══ SOURCE DATA
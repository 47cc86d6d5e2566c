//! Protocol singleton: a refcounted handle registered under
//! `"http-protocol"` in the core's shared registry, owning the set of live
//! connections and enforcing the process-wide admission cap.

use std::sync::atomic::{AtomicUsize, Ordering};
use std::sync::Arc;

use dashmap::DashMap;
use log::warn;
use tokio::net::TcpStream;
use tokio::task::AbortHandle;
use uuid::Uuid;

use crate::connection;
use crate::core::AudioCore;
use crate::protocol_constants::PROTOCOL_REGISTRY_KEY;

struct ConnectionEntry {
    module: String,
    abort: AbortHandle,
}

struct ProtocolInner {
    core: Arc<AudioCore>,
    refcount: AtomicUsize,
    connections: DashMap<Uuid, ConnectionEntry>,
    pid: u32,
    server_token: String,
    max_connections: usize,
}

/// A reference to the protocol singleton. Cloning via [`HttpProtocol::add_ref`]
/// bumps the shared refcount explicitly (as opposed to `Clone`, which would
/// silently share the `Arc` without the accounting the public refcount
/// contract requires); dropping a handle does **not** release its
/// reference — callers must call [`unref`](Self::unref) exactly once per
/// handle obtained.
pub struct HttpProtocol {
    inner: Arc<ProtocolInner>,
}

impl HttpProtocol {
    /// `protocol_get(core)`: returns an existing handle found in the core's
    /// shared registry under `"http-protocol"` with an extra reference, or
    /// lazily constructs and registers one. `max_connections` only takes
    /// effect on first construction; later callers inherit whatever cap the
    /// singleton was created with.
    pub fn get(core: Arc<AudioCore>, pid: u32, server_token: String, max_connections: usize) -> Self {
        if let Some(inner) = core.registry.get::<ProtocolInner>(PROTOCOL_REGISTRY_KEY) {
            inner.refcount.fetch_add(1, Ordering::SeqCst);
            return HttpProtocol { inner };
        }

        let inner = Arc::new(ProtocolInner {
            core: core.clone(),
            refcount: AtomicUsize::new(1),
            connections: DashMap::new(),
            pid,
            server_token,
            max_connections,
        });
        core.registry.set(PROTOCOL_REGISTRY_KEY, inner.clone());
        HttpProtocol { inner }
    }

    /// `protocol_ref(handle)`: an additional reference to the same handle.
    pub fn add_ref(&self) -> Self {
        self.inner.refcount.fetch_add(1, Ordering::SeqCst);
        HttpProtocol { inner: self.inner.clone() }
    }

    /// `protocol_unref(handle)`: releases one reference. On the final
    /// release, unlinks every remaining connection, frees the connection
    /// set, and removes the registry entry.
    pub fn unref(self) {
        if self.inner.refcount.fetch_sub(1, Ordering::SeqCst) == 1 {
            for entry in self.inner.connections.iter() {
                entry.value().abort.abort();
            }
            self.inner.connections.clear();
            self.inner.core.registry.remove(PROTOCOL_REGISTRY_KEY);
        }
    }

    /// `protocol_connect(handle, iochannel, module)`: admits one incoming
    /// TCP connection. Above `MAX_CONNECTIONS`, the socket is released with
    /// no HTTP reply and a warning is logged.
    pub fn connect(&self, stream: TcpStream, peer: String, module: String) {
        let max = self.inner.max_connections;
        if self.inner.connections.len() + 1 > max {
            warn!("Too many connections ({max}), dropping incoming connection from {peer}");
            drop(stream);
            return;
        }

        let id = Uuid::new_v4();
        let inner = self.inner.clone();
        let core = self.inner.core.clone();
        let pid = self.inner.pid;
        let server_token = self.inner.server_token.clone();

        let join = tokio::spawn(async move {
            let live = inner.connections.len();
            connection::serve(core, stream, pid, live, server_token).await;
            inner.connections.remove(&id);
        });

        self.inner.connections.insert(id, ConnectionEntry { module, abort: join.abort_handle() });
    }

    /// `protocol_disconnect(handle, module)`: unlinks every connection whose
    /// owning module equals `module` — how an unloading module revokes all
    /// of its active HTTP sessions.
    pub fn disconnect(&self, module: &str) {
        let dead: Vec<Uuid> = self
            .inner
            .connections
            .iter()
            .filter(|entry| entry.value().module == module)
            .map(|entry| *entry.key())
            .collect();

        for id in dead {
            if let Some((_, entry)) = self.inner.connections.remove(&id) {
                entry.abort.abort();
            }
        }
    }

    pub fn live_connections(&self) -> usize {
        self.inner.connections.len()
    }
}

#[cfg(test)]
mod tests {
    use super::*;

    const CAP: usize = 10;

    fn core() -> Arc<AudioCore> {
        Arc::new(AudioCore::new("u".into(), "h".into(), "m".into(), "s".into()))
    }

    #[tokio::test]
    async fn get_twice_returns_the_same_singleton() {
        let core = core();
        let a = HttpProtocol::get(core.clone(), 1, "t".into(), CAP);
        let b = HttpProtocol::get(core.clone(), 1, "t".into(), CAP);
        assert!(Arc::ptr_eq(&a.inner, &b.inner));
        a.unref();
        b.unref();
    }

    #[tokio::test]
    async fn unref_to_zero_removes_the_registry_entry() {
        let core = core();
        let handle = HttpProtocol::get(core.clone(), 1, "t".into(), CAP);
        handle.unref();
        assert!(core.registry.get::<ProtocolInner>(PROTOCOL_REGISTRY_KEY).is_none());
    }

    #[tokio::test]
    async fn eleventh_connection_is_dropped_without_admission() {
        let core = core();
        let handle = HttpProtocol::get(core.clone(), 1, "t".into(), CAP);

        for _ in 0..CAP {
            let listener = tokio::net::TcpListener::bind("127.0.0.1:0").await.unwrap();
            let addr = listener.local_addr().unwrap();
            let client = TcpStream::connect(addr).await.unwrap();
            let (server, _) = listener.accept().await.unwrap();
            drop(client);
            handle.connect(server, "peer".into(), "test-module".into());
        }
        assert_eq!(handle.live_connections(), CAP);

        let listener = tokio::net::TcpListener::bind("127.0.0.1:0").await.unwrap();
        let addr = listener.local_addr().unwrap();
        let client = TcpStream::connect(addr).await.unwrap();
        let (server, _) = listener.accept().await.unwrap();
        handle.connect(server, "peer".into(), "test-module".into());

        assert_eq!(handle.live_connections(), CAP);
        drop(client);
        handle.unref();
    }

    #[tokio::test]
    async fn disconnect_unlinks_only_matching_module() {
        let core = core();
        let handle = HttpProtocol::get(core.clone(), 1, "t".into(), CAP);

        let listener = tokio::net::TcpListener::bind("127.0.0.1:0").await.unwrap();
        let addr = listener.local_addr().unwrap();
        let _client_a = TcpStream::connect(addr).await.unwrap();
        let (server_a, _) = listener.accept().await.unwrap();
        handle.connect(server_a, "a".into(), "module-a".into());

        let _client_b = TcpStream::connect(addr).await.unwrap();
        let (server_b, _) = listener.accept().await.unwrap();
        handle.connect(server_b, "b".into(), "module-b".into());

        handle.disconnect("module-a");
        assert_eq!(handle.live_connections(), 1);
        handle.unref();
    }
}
════
Nothing in the listing should be left out; repeat it exactly.

repository 47cc86d6d5e2566c
//! Protocol singleton: a refcounted handle registered under
//! `"http-protocol"` in the core's shared registry, owning the set of live
//! connections and enforcing the process-wide admission cap.

use std::sync::atomic::{AtomicUsize, Ordering};
use std::sync::Arc;

use dashmap::DashMap;
use log::warn;
use tokio::net::TcpStream;
use tokio::task::AbortHandle;
use uuid::Uuid;

use crate::connection;
use crate::core::AudioCore;
use crate::protocol_constants::PROTOCOL_REGISTRY_KEY;

struct ConnectionEntry {
    module: String,
    abort: AbortHandle,
}

struct ProtocolInner {
    core: Arc<AudioCore>,
    refcount: AtomicUsize,
    connections: DashMap<Uuid, ConnectionEntry>,
    pid: u32,
    server_token: String,
    max_connections: usize,
}

/// A reference to the protocol singleton. Cloning via [`HttpProtocol::add_ref`]
/// bumps the shared refcount explicitly (as opposed to `Clone`, which would
/// silently share the `Arc` without the accounting the public refcount
/// contract requires); dropping a handle does **not** release its
/// reference — callers must call [`unref`](Self::unref) exactly once per
/// handle obtained.
pub struct HttpProtocol {
    inner: Arc<ProtocolInner>,
}

impl HttpProtocol {
    /// `protocol_get(core)`: returns an existing handle found in the core's
    /// shared registry under `"http-protocol"` with an extra reference, or
    /// lazily constructs and registers one. `max_connections` only takes
    /// effect on first construction; later callers inherit whatever cap the
    /// singleton was created with.
    pub fn get(core: Arc<AudioCore>, pid: u32, server_token: String, max_connections: usize) -> Self {
        if let Some(inner) = core.registry.get::<ProtocolInner>(PROTOCOL_REGISTRY_KEY) {
            inner.refcount.fetch_add(1, Ordering::SeqCst);
            return HttpProtocol { inner };
        }

        let inner = Arc::new(ProtocolInner {
            core: core.clone(),
            refcount: AtomicUsize::new(1),
            connections: DashMap::new(),
            pid,
            server_token,
            max_connections,
        });
        core.registry.set(PROTOCOL_REGISTRY_KEY, inner.clone());
        HttpProtocol { inner }
    }

    /// `protocol_ref(handle)`: an additional reference to the same handle.
    pub fn add_ref(&self) -> Self {
        self.inner.refcount.fetch_add(1, Ordering::SeqCst);
        HttpProtocol { inner: self.inner.clone() }
    }

    /// `protocol_unref(handle)`: releases one reference. On the final
    /// release, unlinks every remaining connection, frees the connection
    /// set, and removes the registry entry.
    pub fn unref(self) {
        if self.inner.refcount.fetch_sub(1, Ordering::SeqCst) == 1 {
            for entry in self.inner.connections.iter() {
                entry.value().abort.abort();
            }
            self.inner.connections.clear();
            self.inner.core.registry.remove(PROTOCOL_REGISTRY_KEY);
        }
    }

    /// `protocol_connect(handle, iochannel, module)`: admits one incoming
    /// TCP connection. Above `MAX_CONNECTIONS`, the socket is released with
    /// no HTTP reply and a warning is logged.
    pub fn connect(&self, stream: TcpStream, peer: String, module: String) {
        let max = self.inner.max_connections;
        if self.inner.connections.len() + 1 > max {
            warn!("Too many connections ({max}), dropping incoming connection from {peer}");
            drop(stream);
            return;
        }

        let id = Uuid::new_v4();
        let inner = self.inner.clone();
        let core = self.inner.core.clone();
        let pid = self.inner.pid;
        let server_token = self.inner.server_token.clone();

        let join = tokio::spawn(async move {
            let live = inner.connections.len();
            connection::serve(core, stream, pid, live, server_token).await;
            inner.connections.remove(&id);
        });

        self.inner.connections.insert(id, ConnectionEntry { module, abort: join.abort_handle() });
    }

    /// `protocol_disconnect(handle, module)`: unlinks every connection whose
    /// owning module equals `module` — how an unloading module revokes all
    /// of its active HTTP sessions.
    pub fn disconnect(&self, module: &str) {
        let dead: Vec<Uuid> = self
            .inner
            .connections
            .iter()
            .filter(|entry| entry.value().module == module)
            .map(|entry| *entry.key())
            .collect();

        for id in dead {
            if let Some((_, entry)) = self.inner.connections.remove(&id) {
                entry.abort.abort();
            }
        }
    }

    pub fn live_connections(&self) -> usize {
        self.inner.connections.len()
    }
}

#[cfg(test)]
mod tests {
    use super::*;

    const CAP: usize = 10;

    fn core() -> Arc<AudioCore> {
        Arc::new(AudioCore::new("u".into(), "h".into(), "m".into(), "s".into()))
    }

    #[tokio::test]
    async fn get_twice_returns_the_same_singleton() {
        let core = core();
        let a = HttpProtocol::get(core.clone(), 1, "t".into(), CAP);
        let b = HttpProtocol::get(core.clone(), 1, "t".into(), CAP);
        assert!(Arc::ptr_eq(&a.inner, &b.inner));
        a.unref();
        b.unref();
    }

    #[tokio::test]
    async fn unref_to_zero_removes_the_registry_entry() {
        let core = core();
        let handle = HttpProtocol::get(core.clone(), 1, "t".into(), CAP);
        handle.unref();
        assert!(core.registry.get::<ProtocolInner>(PROTOCOL_REGISTRY_KEY).is_none());
    }

    #[tokio::test]
    async fn eleventh_connection_is_dropped_without_admission() {
        let core = core();
        let handle = HttpProtocol::get(core.clone(), 1, "t".into(), CAP);

        for _ in 0..CAP {
            let listener = tokio::net::TcpListener::bind("127.0.0.1:0").await.unwrap();
            let addr = listener.local_addr().unwrap();
            let client = TcpStream::connect(addr).await.unwrap();
            let (server, _) = listener.accept().await.unwrap();
            drop(client);
            handle.connect(server, "peer".into(), "test-module".into());
        }
        assert_eq!(handle.live_connections(), CAP);

        let listener = tokio::net::TcpListener::bind("127.0.0.1:0").await.unwrap();
        let addr = listener.local_addr().unwrap();
        let client = TcpStream::connect(addr).await.unwrap();
        let (server, _) = listener.accept().await.unwrap();
        handle.connect(server, "peer".into(), "test-module".into());

        assert_eq!(handle.live_connections(), CAP);
        drop(client);
        handle.unref();
    }

    #[tokio::test]
    async fn disconnect_unlinks_only_matching_module() {
        let core = core();
        let handle = HttpProtocol::get(core.clone(), 1, "t".into(), CAP);

        let listener = tokio::net::TcpListener::bind("127.0.0.1:0").await.unwrap();
        let addr = listener.local_addr().unwrap();
        let _client_a = TcpStream::connect(addr).await.unwrap();
        let (server_a, _) = listener.accept().await.unwrap();
        handle.connect(server_a, "a".into(), "module-a".into());

        let _client_b = TcpStream::connect(addr).await.unwrap();
        let (server_b, _) = listener.accept().await.unwrap();
        handle.connect(server_b, "b".into(), "module-b".into());

        handle.disconnect("module-a");
        assert_eq!(handle.live_connections(), 1);
        handle.unref();
    }
}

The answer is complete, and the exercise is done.